Legal due diligence involves a review of key areas such as corporate information, business activities, material contracts, litigation, personnel, real property, intellectual property, and compliance with laws and regulations. The first step in legal due diligence is reviewing all corporate information, including the memorandum and articles of association of the target company, as well as minutes of shareholders and directors meetings. This will provide a guideline to the basic corporate structure of the target company and any associated companies or interests held by the target company or its directors.


Legal due diligence also involves an analysis of contracts to uncover triggering termination clauses and/or breach clauses that may be pertinent for the buyer to be aware of. The objective is to determine whether a change of ownership in the company would nullify the contract. Additionally, legal due diligence will encompass the potential discovery of any existing litigation action the target company is subjected to, as well as a review of all employment contracts, including remuneration, length of employment, and termination provisions.

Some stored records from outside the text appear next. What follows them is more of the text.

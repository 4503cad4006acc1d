//! A contract that auctions unique CIS-2 assets inside fixed time windows,
//! custodying the asset and the highest bidder's funds until settlement.
#![cfg_attr(not(feature = "std"), no_std)]

mod contract;
mod errors;
mod escrow;
mod events;
mod external;
mod nft;
mod state;
mod types;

Depending on the nature of the business and industry sector of the target company, legal due diligence will also involve a review of licenses and approvals required, as well as an assessment of intellectual property matters such as trademarks, trade names, copyrights, or patents that have been registered or pending. Arrangements with third parties are also reviewed to ensure that any intellectual property is protected by confidentiality or non-disclosure agreements.


In a nutshell

Careful attention must be given to the process as poorly executed due diligence may result in acquisition issues and costly legal proceedings. The ultimate goal is to conduct a thorough review of the target company to uncover any hidden problems. Before proceeding with the transaction, the potential buyer should be fully informed of any risks and disclosures presented in the legal, financial, and commercial due diligence reports to ensure confidence in the decision-making process.